● ABOUT THIS EXERCISE: Only the lines containing the string "join" are needed; copy all of them from the listing.

● DATA:
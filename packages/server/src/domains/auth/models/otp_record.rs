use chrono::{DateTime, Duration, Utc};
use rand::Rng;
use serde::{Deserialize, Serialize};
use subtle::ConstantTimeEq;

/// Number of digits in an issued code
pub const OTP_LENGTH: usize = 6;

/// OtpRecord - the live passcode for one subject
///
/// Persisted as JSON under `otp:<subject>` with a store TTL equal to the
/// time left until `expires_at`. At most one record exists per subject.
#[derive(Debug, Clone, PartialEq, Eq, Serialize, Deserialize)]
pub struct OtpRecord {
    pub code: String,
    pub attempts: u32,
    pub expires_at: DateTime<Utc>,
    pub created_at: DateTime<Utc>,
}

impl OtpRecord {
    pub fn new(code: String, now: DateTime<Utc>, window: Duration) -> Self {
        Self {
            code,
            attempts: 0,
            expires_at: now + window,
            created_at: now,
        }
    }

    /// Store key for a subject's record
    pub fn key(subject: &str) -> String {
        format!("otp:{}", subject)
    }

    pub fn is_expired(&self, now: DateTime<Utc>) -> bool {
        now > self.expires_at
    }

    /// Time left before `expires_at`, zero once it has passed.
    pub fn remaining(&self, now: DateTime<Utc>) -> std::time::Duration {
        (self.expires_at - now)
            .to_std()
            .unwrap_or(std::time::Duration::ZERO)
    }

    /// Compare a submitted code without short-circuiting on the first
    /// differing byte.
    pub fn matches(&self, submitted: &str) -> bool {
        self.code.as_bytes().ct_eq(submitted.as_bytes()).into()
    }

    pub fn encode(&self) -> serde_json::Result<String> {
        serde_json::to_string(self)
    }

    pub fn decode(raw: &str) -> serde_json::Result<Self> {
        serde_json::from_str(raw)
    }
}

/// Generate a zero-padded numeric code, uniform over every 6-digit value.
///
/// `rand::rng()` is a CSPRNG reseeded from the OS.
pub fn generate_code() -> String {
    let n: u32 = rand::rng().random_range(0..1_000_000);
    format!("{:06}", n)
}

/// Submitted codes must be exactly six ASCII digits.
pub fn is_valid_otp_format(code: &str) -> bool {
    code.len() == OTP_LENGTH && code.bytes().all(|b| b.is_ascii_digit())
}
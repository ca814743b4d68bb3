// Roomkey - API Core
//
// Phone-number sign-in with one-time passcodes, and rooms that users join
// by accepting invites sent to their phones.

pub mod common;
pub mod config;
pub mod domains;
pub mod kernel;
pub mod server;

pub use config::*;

==

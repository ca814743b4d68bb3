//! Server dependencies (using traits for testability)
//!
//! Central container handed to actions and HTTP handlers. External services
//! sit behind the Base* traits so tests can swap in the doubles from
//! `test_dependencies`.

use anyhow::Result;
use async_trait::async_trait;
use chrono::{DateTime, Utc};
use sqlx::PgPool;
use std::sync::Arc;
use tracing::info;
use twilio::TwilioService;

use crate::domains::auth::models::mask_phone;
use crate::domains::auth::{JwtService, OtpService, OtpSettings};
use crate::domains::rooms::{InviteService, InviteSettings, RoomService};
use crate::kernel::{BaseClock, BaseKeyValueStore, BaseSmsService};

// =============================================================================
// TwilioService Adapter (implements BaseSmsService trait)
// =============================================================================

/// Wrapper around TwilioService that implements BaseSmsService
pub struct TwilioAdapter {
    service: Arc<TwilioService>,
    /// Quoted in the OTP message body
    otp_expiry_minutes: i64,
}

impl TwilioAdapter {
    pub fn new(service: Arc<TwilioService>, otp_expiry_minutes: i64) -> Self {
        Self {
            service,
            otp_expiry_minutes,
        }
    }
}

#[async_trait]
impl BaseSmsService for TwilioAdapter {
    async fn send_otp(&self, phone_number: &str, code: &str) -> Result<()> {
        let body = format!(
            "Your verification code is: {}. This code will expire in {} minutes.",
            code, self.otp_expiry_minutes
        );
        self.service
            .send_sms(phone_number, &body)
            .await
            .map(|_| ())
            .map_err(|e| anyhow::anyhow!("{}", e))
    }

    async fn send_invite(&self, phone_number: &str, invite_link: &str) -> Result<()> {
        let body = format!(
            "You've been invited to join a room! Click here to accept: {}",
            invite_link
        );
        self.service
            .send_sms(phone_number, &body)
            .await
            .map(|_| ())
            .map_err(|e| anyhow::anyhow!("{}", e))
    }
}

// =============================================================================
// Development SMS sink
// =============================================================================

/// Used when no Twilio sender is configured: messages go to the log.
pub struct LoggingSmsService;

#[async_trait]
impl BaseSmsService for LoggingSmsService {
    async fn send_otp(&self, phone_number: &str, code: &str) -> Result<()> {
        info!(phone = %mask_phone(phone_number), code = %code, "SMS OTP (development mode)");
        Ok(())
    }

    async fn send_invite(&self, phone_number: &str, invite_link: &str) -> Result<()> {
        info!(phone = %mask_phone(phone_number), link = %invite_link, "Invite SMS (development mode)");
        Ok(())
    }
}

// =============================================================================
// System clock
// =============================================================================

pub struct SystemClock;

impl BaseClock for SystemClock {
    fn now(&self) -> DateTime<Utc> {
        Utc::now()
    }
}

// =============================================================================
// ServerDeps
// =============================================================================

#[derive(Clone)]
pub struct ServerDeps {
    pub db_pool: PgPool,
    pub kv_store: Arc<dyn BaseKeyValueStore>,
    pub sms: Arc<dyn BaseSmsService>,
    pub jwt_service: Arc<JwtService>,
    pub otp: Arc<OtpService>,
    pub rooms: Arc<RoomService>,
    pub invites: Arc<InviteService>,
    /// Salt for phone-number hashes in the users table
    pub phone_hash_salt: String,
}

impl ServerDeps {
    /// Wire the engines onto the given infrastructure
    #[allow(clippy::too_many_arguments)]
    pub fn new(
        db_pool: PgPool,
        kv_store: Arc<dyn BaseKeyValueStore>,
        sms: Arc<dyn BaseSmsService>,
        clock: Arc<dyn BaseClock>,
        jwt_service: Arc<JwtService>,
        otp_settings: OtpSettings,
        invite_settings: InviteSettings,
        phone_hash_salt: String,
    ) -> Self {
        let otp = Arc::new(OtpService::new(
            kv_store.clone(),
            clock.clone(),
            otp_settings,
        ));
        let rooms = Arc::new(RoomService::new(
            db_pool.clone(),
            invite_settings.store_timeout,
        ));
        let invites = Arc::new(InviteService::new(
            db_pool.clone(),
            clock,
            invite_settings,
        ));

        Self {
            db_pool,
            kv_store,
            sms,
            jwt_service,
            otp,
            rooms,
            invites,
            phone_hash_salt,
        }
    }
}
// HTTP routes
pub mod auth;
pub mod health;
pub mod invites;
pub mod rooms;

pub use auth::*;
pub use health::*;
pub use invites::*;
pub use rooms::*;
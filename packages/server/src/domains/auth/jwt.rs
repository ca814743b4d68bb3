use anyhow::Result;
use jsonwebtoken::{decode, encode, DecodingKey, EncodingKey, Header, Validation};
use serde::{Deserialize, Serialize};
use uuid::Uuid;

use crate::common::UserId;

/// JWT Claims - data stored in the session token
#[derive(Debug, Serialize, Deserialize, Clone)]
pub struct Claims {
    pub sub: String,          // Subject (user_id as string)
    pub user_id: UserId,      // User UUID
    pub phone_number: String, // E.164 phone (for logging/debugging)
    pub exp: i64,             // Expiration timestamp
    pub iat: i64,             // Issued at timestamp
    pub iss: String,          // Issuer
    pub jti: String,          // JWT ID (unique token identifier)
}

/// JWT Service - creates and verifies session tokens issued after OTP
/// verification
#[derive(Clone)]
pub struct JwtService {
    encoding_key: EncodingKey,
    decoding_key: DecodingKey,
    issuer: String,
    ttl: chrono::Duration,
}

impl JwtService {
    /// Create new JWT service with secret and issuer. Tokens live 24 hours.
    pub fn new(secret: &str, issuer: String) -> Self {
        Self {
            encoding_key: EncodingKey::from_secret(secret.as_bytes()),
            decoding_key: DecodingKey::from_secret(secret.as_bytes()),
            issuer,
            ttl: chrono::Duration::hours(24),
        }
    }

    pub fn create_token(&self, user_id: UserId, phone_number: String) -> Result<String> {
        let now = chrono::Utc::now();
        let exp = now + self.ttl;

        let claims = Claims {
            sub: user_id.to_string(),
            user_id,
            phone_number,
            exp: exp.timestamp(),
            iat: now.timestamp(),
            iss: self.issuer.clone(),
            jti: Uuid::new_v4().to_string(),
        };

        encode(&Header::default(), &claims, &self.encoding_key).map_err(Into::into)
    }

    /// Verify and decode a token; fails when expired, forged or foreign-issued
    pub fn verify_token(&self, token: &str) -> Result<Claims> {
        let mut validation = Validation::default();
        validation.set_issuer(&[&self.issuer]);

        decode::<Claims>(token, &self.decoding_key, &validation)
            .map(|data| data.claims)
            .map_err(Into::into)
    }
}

● TASK SOLUTION:
// Phone-number sign-in with one-time passcodes, and rooms that users join
            "You've been invited to join a room! Click here to accept: {}",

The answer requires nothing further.